Copyright 1998 American Medical Association. All Rights Reserved. Applicable FARS/DFARS Restrictions Apply to Government Use.1998

Arch Neurol. 1998;55(9):1179-1180. doi:10-1001/pubs.Arch Neurol.-ISSN-0003-9942-55-9-ned7850

DURING THE last 5 years, compelling evidence has linked the deposition of β-amyloid in the neocortex to the cognitive dysfunction that characterizes Alzheimer disease (AD). The major subunit of AD-related β-amyloid is Aβ, a series of approximately 4-kd peptides found as a normal component of all biological fluids, and derived from the processing of a much larger protein, the amyloid β precursor protein (APP).
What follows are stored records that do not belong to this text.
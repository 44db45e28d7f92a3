use std::fmt;

use keep_common::byteutils::ByteUtilsError;

use crate::events::EventCategory;

/// Errors surfaced by the chain layer.
#[derive(Debug, Clone)]
pub enum ChainError {
    /// RPC node unreachable, lagging or rejecting the request
    Rpc(String),
    /// Malformed address, ABI mismatch or undecodable contract data
    Binding(String),
    /// An established event stream failed
    Subscription {
        category: EventCategory,
        source: Box<ChainError>,
    },
    /// Signature components cannot be laid out as contract words
    InvalidSignature(String),
    /// A contract call failed
    Call {
        call: &'static str,
        source: Box<ChainError>,
    },
    /// An event handler panicked; its subscription is cancelled
    HandlerPanicked(EventCategory),
}

impl ChainError {
    /// Wraps an error with the name of the contract call that produced it.
    pub fn within(call: &'static str) -> impl FnOnce(ChainError) -> ChainError {
        move |source| ChainError::Call {
            call,
            source: Box::new(source),
        }
    }

    /// Wraps a stream error with the event category it belongs to.
    pub fn in_subscription(category: EventCategory) -> impl Fn(ChainError) -> ChainError {
        move |source| ChainError::Subscription {
            category,
            source: Box::new(source),
        }
    }

    /// Whether retrying the same request may succeed.
    pub fn is_transient(&self) -> bool {
        match self {
            ChainError::Rpc(_) => true,
            ChainError::Call { source, .. } | ChainError::Subscription { source, .. } => {
                source.is_transient()
            }
            ChainError::Binding(_)
            | ChainError::InvalidSignature(_)
            | ChainError::HandlerPanicked(_) => false,
        }
    }

    /// Innermost error, with all context stripped.
    pub fn root(&self) -> &ChainError {
        match self {
            ChainError::Call { source, .. } | ChainError::Subscription { source, .. } => {
                source.root()
            }
            other => other,
        }
    }
}

impl fmt::Display for ChainError {
    fn fmt(&self, f: &mut fmt::Formatter<'_>) -> fmt::Result {
        match self {
            ChainError::Rpc(msg) => write!(f, "RPC error: {}", msg),
            ChainError::Binding(msg) => write!(f, "binding error: {}", msg),
            ChainError::Subscription { category, source } => {
                write!(f, "{} subscription failed: [{}]", category, source)
            }
            ChainError::InvalidSignature(msg) => write!(f, "invalid signature: {}", msg),
            ChainError::Call { call, source } => write!(f, "{} failed: [{}]", call, source),
            ChainError::HandlerPanicked(category) => write!(f, "{} handler panicked", category),
        }
    }
}

impl std::error::Error for ChainError {
    fn source(&self) -> Option<&(dyn std::error::Error + 'static)> {
        match self {
            ChainError::Call { source, .. } | ChainError::Subscription { source, .. } => {
                Some(source.as_ref())
            }
            _ => None,
        }
    }
}

impl From<ByteUtilsError> for ChainError {
    fn from(e: ByteUtilsError) -> Self {
        ChainError::InvalidSignature(e.to_string())
    }
}

impl From<alloy_sol_types::Error> for ChainError {
    fn from(e: alloy_sol_types::Error) -> Self {
        ChainError::Binding(e.to_string())
    }
}

#[cfg(test)]
mod tests {
    use super::*;

    #[test]
    fn test_call_context_is_rendered() {
        let err = ChainError::within("submitSignature")(ChainError::Rpc("timeout".into()));
        assert_eq!(err.to_string(), "submitSignature failed: [RPC error: timeout]");
        assert!(err.is_transient());
    }

    #[test]
    fn test_subscription_context_is_rendered() {
        let wrap = ChainError::in_subscription(EventCategory::KeepClosed);
        let err = wrap(ChainError::Binding("bad log".into()));
        assert_eq!(
            err.to_string(),
            "keep closed subscription failed: [binding error: bad log]"
        );
        assert!(!err.is_transient());
    }

    #[test]
    fn test_handler_panic_is_not_transient() {
        let err = ChainError::HandlerPanicked(EventCategory::SignatureRequested);
        assert_eq!(err.to_string(), "signature requested handler panicked");
        assert!(!err.is_transient());
    }

    #[test]
    fn test_root_strips_context() {
        let inner = ChainError::InvalidSignature("too wide".into());
        let err = ChainError::within("submitSignature")(inner);
        assert!(matches!(err.root(), ChainError::InvalidSignature(_)));
        assert!(std::error::Error::source(&err).is_some());
    }
}
use alloy_primitives::{Address, TxHash, B256};
use keep_common::byteutils::bytes_to_32_byte;
use keep_common::{KeepAddress, Signature};

use crate::context::ChainContext;
use crate::errors::ChainError;
use crate::factory::FactoryContract;
use crate::keep::KeepContract;
use crate::retry::RetryPolicy;

/// Gas allowance for public key publication; enough for a group of 16 members.
pub const PUBLIC_KEY_SUBMISSION_GAS_LIMIT: u64 = 3_000_000;

/// Submits state-changing calls on behalf of the operator account.
#[derive(Clone)]
pub struct TransactionSubmitter {
    context: ChainContext,
    factory_address: Address,
    public_key_retry: RetryPolicy,
}

impl TransactionSubmitter {
    pub fn new(context: ChainContext, factory_address: Address) -> Self {
        Self {
            context,
            factory_address,
            public_key_retry: RetryPolicy::PUBLIC_KEY_SUBMISSION,
        }
    }

    pub fn with_public_key_retry(mut self, policy: RetryPolicy) -> Self {
        self.public_key_retry = policy;
        self
    }

    /// Registers the operator as a member candidate for `application`.
    /// Single attempt.
    pub async fn register_member_candidate(
        &self,
        application: Address,
    ) -> Result<TxHash, ChainError> {
        let result: Result<TxHash, ChainError> = async {
            let factory = FactoryContract::resolve(&self.context, self.factory_address)?;
            factory.register_member_candidate(application).await
        }
        .await;

        let tx_hash = result.map_err(ChainError::within("registerMemberCandidate"))?;
        tracing::debug!(
            tx_hash = %tx_hash,
            application = %application,
            "Submitted registerMemberCandidate transaction"
        );
        Ok(tx_hash)
    }

    /// Publishes the keep's public key, retrying transient failures.
    pub async fn submit_public_key(
        &self,
        keep: KeepAddress,
        public_key: [u8; 64],
    ) -> Result<TxHash, ChainError> {
        let contract = KeepContract::resolve(&self.context, keep)
            .map_err(ChainError::within("submitPublicKey"))?;

        let contract = &contract;
        let public_key = &public_key;
        let tx_hash = self
            .public_key_retry
            .run("submitPublicKey", move || {
                contract.submit_public_key(public_key, PUBLIC_KEY_SUBMISSION_GAS_LIMIT)
            })
            .await
            .map_err(ChainError::within("submitPublicKey"))?;

        tracing::debug!(tx_hash = %tx_hash, keep = %keep, "Submitted submitPublicKey transaction");
        Ok(tx_hash)
    }

    /// Submits the keep's signature. Single attempt.
    pub async fn submit_signature(
        &self,
        keep: KeepAddress,
        signature: &Signature,
    ) -> Result<TxHash, ChainError> {
        let result: Result<TxHash, ChainError> = async {
            let contract = KeepContract::resolve(&self.context, keep)?;
            let r = B256::from(bytes_to_32_byte(signature.r())?);
            let s = B256::from(bytes_to_32_byte(signature.s())?);
            contract
                .submit_signature(r, s, signature.recovery_id())
                .await
        }
        .await;

        let tx_hash = result.map_err(ChainError::within("submitSignature"))?;
        tracing::debug!(tx_hash = %tx_hash, keep = %keep, "Submitted submitSignature transaction");
        Ok(tx_hash)
    }

    /// Refreshes the operator's status in the application's sortition pool.
    /// Single attempt.
    pub async fn update_operator_status_for_application(
        &self,
        application: Address,
    ) -> Result<TxHash, ChainError> {
        let result: Result<TxHash, ChainError> = async {
            let factory = FactoryContract::resolve(&self.context, self.factory_address)?;
            factory
                .update_operator_status(self.context.account(), application)
                .await
        }
        .await;

        let tx_hash = result.map_err(ChainError::within("updateOperatorStatus"))?;
        tracing::debug!(
            tx_hash = %tx_hash,
            application = %application,
            "Submitted updateOperatorStatus transaction"
        );
        Ok(tx_hash)
    }
}
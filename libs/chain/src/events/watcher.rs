use std::collections::BTreeSet;
use std::panic::{self, AssertUnwindSafe};
use std::sync::Arc;
use std::time::Duration;

use alloy_primitives::Address;
use tokio::time::MissedTickBehavior;
use tokio_util::sync::CancellationToken;

use super::subscription::{DeliveryGate, Subscription};
use super::types::{EventCategory, KeepEvent};
use crate::context::ChainContext;
use crate::errors::ChainError;
use crate::ledger::{Ledger, LogQuery};

pub const DEFAULT_POLL_INTERVAL: Duration = Duration::from_secs(3);

/// Blocks below the cursor queried again on every poll.
///
/// Load-balanced nodes may report a head whose logs another node has not
/// indexed yet; re-scanning picks those logs up once they appear.
pub const RESCAN_BLOCKS: u64 = 12;

type Handler<E> = Arc<dyn Fn(E) + Send + Sync>;
type ErrorHandler = Arc<dyn Fn(ChainError) -> ChainError + Send + Sync>;

/// Watches contracts for keep events and delivers them to handlers.
///
/// Every [`Subscription`] gets its own polling task, so handlers of
/// different subscriptions run concurrently while each subscription sees
/// its logs in ledger order.
pub struct EventWatcher {
    context: ChainContext,
    poll_interval: Duration,
    shutdown: CancellationToken,
}

impl EventWatcher {
    pub fn new(context: ChainContext, poll_interval: Duration) -> Self {
        Self {
            context,
            poll_interval,
            shutdown: CancellationToken::new(),
        }
    }

    pub fn poll_interval(&self) -> Duration {
        self.poll_interval
    }

    /// Token cancelled once the watcher shuts down.
    pub fn shutdown_token(&self) -> CancellationToken {
        self.shutdown.clone()
    }

    /// Cancels every subscription this watcher created.
    pub fn shutdown(&self) {
        tracing::info!("Shutting down event watcher");
        self.shutdown.cancel();
    }

    /// Starts delivering `E` events emitted by `address` to `handler`.
    ///
    /// Only logs mined after this call are delivered. Errors hit by the
    /// stream later are passed to `error_handler`, and the error it returns
    /// is logged.
    pub async fn watch<E, H, EH>(
        &self,
        address: Address,
        handler: H,
        error_handler: EH,
    ) -> Result<Subscription, ChainError>
    where
        E: KeepEvent,
        H: Fn(E) + Send + Sync + 'static,
        EH: Fn(ChainError) -> ChainError + Send + Sync + 'static,
    {
        let category = E::CATEGORY;

        if address == Address::ZERO {
            return Err(ChainError::Binding(format!(
                "cannot watch {} events of the zero address",
                category
            )));
        }
        if self.shutdown.is_cancelled() {
            return Err(ChainError::Binding(format!(
                "cannot watch {} events: watcher is shut down",
                category
            )));
        }

        let start_block = self.context.ledger().block_number().await.map_err(|e| {
            ChainError::Binding(format!("failed to establish {} watch: {}", category, e))
        })?;

        let gate = Arc::new(DeliveryGate::new(self.shutdown.child_token()));
        let stream = WatchStream {
            ledger: self.context.ledger().clone(),
            category,
            address,
            start_block,
            last_block: start_block,
            delivered: BTreeSet::new(),
            poll_interval: self.poll_interval,
            handler: Arc::new(handler) as Handler<E>,
            error_handler: Arc::new(error_handler) as ErrorHandler,
            gate: gate.clone(),
        };
        tokio::spawn(stream.run());

        tracing::info!(
            category = %category,
            address = %address,
            from_block = start_block + 1,
            "📡 Subscribed to events"
        );
        Ok(Subscription::new(category, address, gate))
    }
}

impl Drop for EventWatcher {
    fn drop(&mut self) {
        self.shutdown.cancel();
    }
}

/// Polling loop of one subscription.
struct WatchStream<E> {
    ledger: Arc<dyn Ledger>,
    category: EventCategory,
    address: Address,
    /// Head at subscription time; nothing at or below it is delivered.
    start_block: u64,
    /// Highest head seen so far.
    last_block: u64,
    /// (block, log index) of logs already handled inside the re-scan window.
    delivered: BTreeSet<(u64, u64)>,
    poll_interval: Duration,
    handler: Handler<E>,
    error_handler: ErrorHandler,
    gate: Arc<DeliveryGate>,
}

impl<E: KeepEvent> WatchStream<E> {
    async fn run(mut self) {
        let mut ticker = tokio::time::interval(self.poll_interval);
        ticker.set_missed_tick_behavior(MissedTickBehavior::Delay);
        let gate = self.gate.clone();

        loop {
            tokio::select! {
                _ = gate.closed() => break,
                _ = ticker.tick() => {
                    if let Err(e) = self.poll().await {
                        self.report(e);
                    }
                }
            }
        }

        tracing::debug!(
            category = %self.category,
            address = %self.address,
            "Event stream stopped"
        );
    }

    async fn poll(&mut self) -> Result<(), ChainError> {
        let latest = self.ledger.block_number().await?;
        let from_block = self.last_block.saturating_sub(RESCAN_BLOCKS).max(self.start_block) + 1;
        let to_block = latest.max(self.last_block);
        if to_block < from_block {
            return Ok(());
        }

        let query = LogQuery {
            address: self.address,
            event_signature: self.category.signature_hash(),
            from_block,
            to_block,
        };
        let mut logs = self.ledger.logs(&query).await?;
        logs.sort_by_key(|log| (log.block_number, log.log_index));

        self.last_block = to_block;
        self.delivered = self.delivered.split_off(&(from_block, 0));
        logs.retain(|log| !self.delivered.contains(&(log.block_number, log.log_index)));

        if !logs.is_empty() {
            tracing::debug!(
                category = %self.category,
                address = %self.address,
                count = logs.len(),
                from_block,
                to_block,
                "Fetched logs"
            );
        }

        for log in logs {
            if self.gate.is_closed() {
                break;
            }
            // a log that fails to decode is reported once, not refetched
            self.delivered.insert((log.block_number, log.log_index));
            let event = match E::decode(&log) {
                Ok(event) => event,
                Err(e) => {
                    self.report(e);
                    continue;
                }
            };

            let handler = &self.handler;
            let outcome = self
                .gate
                .deliver(|| panic::catch_unwind(AssertUnwindSafe(|| handler(event))));
            match outcome {
                None => break,
                Some(Ok(())) => {}
                Some(Err(_)) => {
                    self.report(ChainError::HandlerPanicked(self.category));
                    self.gate.close();
                    break;
                }
            }
        }
        Ok(())
    }

    fn report(&self, error: ChainError) {
        if self.gate.is_closed() {
            return;
        }
        let wrapped = (self.error_handler)(error);
        tracing::error!(
            category = %self.category,
            address = %self.address,
            error = %wrapped,
            "❌ Event subscription error"
        );
    }
}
Abnormalities of the processing of APP accompany all familial (autosomal dominant) forms of the disease, and transgenic models exhibiting pronounced cerebral β-amyloid deposition and some behavioral deficits have been generated by the overexpression of mutant APP. The gene for APP is on chromosome 21, and its overexpression may explain the onset of presenile Alzheimer abnormality that is an invariable complication of Down syndrome. For these reasons, there has been considerable interest in the biochemistry of APP and the possibility that abnormalities of APP processing in the brain may be reflected in the periphery, potentially serving as a diagnostic marker.